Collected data
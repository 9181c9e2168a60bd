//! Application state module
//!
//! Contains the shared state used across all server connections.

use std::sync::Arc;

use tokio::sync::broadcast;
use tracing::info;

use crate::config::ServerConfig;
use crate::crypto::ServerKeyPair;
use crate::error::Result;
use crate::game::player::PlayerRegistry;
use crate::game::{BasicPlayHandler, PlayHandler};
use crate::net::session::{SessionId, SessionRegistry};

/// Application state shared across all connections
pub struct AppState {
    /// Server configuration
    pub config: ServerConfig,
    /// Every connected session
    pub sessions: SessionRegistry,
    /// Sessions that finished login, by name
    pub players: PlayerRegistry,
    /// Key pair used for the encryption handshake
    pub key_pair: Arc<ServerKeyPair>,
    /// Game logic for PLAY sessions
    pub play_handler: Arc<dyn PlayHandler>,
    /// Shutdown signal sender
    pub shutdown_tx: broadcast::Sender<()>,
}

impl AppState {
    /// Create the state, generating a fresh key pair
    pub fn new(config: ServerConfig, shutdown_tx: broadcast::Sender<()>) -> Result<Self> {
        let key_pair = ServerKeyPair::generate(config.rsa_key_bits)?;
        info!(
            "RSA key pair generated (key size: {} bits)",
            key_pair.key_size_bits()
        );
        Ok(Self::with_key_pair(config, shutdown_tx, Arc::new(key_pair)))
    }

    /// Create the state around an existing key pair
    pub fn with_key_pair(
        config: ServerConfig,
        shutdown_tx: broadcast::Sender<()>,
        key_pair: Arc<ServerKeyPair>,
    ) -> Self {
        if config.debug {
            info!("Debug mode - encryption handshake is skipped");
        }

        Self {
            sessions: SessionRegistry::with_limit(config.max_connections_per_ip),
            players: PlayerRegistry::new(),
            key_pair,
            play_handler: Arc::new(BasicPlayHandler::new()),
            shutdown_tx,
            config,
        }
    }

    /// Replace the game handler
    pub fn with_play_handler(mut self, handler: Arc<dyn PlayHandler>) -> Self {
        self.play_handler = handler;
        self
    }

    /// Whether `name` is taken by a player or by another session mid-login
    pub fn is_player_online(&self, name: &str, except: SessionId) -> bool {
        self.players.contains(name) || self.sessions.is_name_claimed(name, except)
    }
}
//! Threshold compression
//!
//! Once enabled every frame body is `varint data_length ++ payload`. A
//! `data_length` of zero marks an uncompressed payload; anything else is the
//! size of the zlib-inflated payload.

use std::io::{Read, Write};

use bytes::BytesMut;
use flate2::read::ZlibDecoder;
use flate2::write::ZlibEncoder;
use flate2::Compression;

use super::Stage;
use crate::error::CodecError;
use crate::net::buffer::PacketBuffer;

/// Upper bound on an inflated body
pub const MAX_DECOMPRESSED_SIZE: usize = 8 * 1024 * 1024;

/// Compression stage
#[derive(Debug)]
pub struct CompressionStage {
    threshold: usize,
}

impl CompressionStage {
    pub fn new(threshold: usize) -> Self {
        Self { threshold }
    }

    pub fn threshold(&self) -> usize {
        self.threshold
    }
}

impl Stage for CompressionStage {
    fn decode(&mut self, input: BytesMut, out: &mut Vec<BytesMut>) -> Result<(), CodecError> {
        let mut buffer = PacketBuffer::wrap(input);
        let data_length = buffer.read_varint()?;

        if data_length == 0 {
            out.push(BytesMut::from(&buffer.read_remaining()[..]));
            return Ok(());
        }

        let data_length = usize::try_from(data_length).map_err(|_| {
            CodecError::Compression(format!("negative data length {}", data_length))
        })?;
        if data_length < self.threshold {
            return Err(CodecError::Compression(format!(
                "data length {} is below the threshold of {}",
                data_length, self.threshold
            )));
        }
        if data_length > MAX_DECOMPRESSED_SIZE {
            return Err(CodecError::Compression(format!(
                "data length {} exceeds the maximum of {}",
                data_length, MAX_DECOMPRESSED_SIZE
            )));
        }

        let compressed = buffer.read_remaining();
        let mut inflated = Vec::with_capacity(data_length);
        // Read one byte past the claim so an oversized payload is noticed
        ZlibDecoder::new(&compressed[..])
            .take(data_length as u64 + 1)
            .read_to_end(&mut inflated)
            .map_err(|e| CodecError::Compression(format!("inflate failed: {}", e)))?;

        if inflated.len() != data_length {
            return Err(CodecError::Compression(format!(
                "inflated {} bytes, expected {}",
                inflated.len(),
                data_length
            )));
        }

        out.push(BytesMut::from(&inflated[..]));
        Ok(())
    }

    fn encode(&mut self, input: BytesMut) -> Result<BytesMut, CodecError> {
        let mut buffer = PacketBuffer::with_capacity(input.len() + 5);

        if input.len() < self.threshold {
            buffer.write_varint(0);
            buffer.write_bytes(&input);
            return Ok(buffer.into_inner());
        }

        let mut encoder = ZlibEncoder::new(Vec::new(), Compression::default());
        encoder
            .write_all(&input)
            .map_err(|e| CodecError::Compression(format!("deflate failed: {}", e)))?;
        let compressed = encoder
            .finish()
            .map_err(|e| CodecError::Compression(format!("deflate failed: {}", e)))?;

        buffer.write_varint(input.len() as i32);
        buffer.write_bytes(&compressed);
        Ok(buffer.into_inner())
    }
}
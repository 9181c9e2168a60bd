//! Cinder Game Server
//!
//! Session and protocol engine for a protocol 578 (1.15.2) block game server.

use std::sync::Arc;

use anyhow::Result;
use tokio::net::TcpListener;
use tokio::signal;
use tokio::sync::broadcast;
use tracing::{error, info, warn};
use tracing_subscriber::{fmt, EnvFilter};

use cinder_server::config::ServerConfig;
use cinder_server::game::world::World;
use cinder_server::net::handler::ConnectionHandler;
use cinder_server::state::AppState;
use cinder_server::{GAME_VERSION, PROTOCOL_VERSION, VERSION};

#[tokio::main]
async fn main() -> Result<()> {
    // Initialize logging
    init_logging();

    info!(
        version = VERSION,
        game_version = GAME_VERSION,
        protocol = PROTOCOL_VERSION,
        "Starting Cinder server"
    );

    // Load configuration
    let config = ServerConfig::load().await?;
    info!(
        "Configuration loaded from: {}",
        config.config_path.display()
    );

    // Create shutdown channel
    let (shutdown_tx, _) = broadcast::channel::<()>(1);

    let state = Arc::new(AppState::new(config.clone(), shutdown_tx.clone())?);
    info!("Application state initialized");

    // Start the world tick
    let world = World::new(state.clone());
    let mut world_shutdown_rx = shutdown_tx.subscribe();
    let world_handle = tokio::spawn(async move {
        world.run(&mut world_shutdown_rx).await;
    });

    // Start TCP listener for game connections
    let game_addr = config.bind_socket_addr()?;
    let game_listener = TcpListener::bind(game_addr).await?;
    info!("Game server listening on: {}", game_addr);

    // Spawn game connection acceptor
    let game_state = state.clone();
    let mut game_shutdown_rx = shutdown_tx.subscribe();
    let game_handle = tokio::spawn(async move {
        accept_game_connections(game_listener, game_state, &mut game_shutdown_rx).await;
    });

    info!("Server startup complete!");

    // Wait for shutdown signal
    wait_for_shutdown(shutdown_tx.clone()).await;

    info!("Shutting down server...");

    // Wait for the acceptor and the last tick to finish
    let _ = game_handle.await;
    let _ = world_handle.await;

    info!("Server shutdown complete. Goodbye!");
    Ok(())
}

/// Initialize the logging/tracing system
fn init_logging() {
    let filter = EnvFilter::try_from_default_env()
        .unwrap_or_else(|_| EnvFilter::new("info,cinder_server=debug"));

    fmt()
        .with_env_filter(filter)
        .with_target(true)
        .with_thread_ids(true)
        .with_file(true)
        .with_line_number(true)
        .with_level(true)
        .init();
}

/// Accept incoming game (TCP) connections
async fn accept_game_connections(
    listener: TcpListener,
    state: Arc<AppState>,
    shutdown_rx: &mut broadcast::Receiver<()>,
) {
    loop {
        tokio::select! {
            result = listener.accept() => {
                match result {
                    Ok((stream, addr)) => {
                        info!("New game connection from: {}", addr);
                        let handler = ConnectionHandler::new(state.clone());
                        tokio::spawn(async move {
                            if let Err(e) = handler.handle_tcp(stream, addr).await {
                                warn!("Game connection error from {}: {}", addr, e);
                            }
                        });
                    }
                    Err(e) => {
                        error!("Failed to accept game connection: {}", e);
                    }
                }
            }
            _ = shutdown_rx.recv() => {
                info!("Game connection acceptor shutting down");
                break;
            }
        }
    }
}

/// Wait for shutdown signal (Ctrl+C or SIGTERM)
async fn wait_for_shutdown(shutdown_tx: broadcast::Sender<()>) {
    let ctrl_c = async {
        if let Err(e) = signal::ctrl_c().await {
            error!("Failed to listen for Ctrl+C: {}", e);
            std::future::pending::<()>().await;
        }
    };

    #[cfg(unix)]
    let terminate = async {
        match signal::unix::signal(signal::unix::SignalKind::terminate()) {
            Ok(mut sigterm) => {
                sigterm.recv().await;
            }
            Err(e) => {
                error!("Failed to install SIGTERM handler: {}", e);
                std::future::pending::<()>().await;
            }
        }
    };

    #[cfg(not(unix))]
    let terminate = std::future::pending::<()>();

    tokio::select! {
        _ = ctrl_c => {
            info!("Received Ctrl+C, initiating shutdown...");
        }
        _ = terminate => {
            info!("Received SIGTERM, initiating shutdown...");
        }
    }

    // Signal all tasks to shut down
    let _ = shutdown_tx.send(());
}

→ What the task requires: The line containing "to listen for" begins the span, and the last line of the records above ends it. Return that span exactly, and nothing outside it.

→ Solved exercise:
            error!("Failed to listen for Ctrl+C: {}", e);
            std::future::pending::<()>().await;
        }
    };

    #[cfg(unix)]
    let terminate = async {
        match signal::unix::signal(signal::unix::SignalKind::terminate()) {
            Ok(mut sigterm) => {
                sigterm.recv().await;
            }
            Err(e) => {
                error!("Failed to install SIGTERM handler: {}", e);
                std::future::pending::<()>().await;
            }
        }
    };

    #[cfg(not(unix))]
    let terminate = std::future::pending::<()>();

    tokio::select! {
        _ = ctrl_c => {
            info!("Received Ctrl+C, initiating shutdown...");
        }
        _ = terminate => {
            info!("Received SIGTERM, initiating shutdown...");
        }
    }

    // Signal all tasks to shut down
    let _ = shutdown_tx.send(());
}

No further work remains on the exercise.